[[ DATA SHOWN open ]]
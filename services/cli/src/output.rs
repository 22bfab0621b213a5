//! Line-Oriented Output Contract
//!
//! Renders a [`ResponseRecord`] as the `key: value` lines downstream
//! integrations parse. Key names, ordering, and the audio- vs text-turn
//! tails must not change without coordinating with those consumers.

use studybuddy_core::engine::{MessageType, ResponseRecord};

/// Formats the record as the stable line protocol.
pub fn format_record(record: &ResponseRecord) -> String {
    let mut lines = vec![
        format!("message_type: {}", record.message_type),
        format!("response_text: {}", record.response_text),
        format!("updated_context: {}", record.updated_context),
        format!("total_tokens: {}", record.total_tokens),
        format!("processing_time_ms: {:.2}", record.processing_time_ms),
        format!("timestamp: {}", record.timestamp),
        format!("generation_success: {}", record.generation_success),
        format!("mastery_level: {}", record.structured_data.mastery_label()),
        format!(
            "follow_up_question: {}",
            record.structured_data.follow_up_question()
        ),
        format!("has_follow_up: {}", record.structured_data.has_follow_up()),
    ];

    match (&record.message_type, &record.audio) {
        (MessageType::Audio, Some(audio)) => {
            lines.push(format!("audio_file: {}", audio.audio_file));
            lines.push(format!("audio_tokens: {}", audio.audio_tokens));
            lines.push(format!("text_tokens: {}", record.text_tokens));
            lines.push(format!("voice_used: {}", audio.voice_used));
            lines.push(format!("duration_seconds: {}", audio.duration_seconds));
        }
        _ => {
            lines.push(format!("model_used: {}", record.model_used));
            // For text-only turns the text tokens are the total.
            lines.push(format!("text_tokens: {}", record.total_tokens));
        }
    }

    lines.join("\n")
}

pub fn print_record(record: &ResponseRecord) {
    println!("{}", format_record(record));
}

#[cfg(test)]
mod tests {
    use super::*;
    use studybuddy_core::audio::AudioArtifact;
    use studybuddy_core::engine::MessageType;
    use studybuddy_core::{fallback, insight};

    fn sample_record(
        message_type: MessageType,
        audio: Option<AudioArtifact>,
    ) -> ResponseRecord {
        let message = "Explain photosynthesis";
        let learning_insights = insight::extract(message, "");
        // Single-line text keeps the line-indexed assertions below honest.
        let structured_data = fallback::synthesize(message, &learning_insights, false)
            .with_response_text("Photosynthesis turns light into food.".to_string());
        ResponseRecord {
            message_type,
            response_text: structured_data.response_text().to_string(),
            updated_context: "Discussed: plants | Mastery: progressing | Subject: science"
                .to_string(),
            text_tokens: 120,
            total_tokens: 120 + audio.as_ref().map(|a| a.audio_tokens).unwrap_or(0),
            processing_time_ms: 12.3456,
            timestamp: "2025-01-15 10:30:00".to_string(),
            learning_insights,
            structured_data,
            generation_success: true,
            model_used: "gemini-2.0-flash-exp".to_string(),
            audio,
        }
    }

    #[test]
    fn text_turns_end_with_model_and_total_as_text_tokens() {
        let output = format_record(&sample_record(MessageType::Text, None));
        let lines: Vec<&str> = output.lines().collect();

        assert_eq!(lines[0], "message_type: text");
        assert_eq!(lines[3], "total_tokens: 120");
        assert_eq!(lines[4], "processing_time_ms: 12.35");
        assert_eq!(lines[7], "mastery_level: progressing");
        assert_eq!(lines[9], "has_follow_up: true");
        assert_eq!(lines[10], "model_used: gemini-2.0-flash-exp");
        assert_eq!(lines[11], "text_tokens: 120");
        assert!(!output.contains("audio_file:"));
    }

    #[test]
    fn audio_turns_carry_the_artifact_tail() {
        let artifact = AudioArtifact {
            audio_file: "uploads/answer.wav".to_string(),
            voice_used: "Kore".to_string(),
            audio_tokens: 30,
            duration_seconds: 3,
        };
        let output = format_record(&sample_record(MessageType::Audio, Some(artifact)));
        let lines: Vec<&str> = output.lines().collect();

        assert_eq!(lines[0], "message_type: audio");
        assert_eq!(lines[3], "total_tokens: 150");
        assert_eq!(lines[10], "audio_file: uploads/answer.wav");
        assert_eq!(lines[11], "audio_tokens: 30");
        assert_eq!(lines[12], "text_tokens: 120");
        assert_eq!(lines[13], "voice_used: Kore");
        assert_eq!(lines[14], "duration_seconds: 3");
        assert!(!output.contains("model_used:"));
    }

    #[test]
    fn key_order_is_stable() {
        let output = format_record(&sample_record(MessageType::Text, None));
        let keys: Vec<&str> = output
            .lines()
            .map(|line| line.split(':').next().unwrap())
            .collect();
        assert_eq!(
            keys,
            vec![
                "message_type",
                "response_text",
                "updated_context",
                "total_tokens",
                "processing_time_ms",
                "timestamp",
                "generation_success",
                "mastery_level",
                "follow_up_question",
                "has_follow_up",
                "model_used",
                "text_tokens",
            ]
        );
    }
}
[[ DATA SHOWN closed ]]
* WHAT THE TASK ASKS: Please copy each line above exactly as written.

* WORKED SOLUTION:
filename services/cli/src/output.rs
repository 22bfab0621b213a5
//! Line-Oriented Output Contract
//!
//! Renders a [`ResponseRecord`] as the `key: value` lines downstream
//! integrations parse. Key names, ordering, and the audio- vs text-turn
//! tails must not change without coordinating with those consumers.

use studybuddy_core::engine::{MessageType, ResponseRecord};

/// Formats the record as the stable line protocol.
pub fn format_record(record: &ResponseRecord) -> String {
    let mut lines = vec![
        format!("message_type: {}", record.message_type),
        format!("response_text: {}", record.response_text),
        format!("updated_context: {}", record.updated_context),
        format!("total_tokens: {}", record.total_tokens),
        format!("processing_time_ms: {:.2}", record.processing_time_ms),
        format!("timestamp: {}", record.timestamp),
        format!("generation_success: {}", record.generation_success),
        format!("mastery_level: {}", record.structured_data.mastery_label()),
        format!(
            "follow_up_question: {}",
            record.structured_data.follow_up_question()
        ),
        format!("has_follow_up: {}", record.structured_data.has_follow_up()),
    ];

    match (&record.message_type, &record.audio) {
        (MessageType::Audio, Some(audio)) => {
            lines.push(format!("audio_file: {}", audio.audio_file));
            lines.push(format!("audio_tokens: {}", audio.audio_tokens));
            lines.push(format!("text_tokens: {}", record.text_tokens));
            lines.push(format!("voice_used: {}", audio.voice_used));
            lines.push(format!("duration_seconds: {}", audio.duration_seconds));
        }
        _ => {
            lines.push(format!("model_used: {}", record.model_used));
            // For text-only turns the text tokens are the total.
            lines.push(format!("text_tokens: {}", record.total_tokens));
        }
    }

    lines.join("\n")
}

pub fn print_record(record: &ResponseRecord) {
    println!("{}", format_record(record));
}

#[cfg(test)]
mod tests {
    use super::*;
    use studybuddy_core::audio::AudioArtifact;
    use studybuddy_core::engine::MessageType;
    use studybuddy_core::{fallback, insight};

    fn sample_record(
        message_type: MessageType,
        audio: Option<AudioArtifact>,
    ) -> ResponseRecord {
        let message = "Explain photosynthesis";
        let learning_insights = insight::extract(message, "");
        // Single-line text keeps the line-indexed assertions below honest.
        let structured_data = fallback::synthesize(message, &learning_insights, false)
            .with_response_text("Photosynthesis turns light into food.".to_string());
        ResponseRecord {
            message_type,
            response_text: structured_data.response_text().to_string(),
            updated_context: "Discussed: plants | Mastery: progressing | Subject: science"
                .to_string(),
            text_tokens: 120,
            total_tokens: 120 + audio.as_ref().map(|a| a.audio_tokens).unwrap_or(0),
            processing_time_ms: 12.3456,
            timestamp: "2025-01-15 10:30:00".to_string(),
            learning_insights,
            structured_data,
            generation_success: true,
            model_used: "gemini-2.0-flash-exp".to_string(),
            audio,
        }
    }

    #[test]
    fn text_turns_end_with_model_and_total_as_text_tokens() {
        let output = format_record(&sample_record(MessageType::Text, None));
        let lines: Vec<&str> = output.lines().collect();

        assert_eq!(lines[0], "message_type: text");
        assert_eq!(lines[3], "total_tokens: 120");
        assert_eq!(lines[4], "processing_time_ms: 12.35");
        assert_eq!(lines[7], "mastery_level: progressing");
        assert_eq!(lines[9], "has_follow_up: true");
        assert_eq!(lines[10], "model_used: gemini-2.0-flash-exp");
        assert_eq!(lines[11], "text_tokens: 120");
        assert!(!output.contains("audio_file:"));
    }

    #[test]
    fn audio_turns_carry_the_artifact_tail() {
        let artifact = AudioArtifact {
            audio_file: "uploads/answer.wav".to_string(),
            voice_used: "Kore".to_string(),
            audio_tokens: 30,
            duration_seconds: 3,
        };
        let output = format_record(&sample_record(MessageType::Audio, Some(artifact)));
        let lines: Vec<&str> = output.lines().collect();

        assert_eq!(lines[0], "message_type: audio");
        assert_eq!(lines[3], "total_tokens: 150");
        assert_eq!(lines[10], "audio_file: uploads/answer.wav");
        assert_eq!(lines[11], "audio_tokens: 30");
        assert_eq!(lines[12], "text_tokens: 120");
        assert_eq!(lines[13], "voice_used: Kore");
        assert_eq!(lines[14], "duration_seconds: 3");
        assert!(!output.contains("model_used:"));
    }

    #[test]
    fn key_order_is_stable() {
        let output = format_record(&sample_record(MessageType::Text, None));
        let keys: Vec<&str> = output
            .lines()
            .map(|line| line.split(':').next().unwrap())
            .collect();
        assert_eq!(
            keys,
            vec![
                "message_type",
                "response_text",
                "updated_context",
                "total_tokens",
                "processing_time_ms",
                "timestamp",
                "generation_success",
                "mastery_level",
                "follow_up_question",
                "has_follow_up",
                "model_used",
                "text_tokens",
            ]
        );
    }
}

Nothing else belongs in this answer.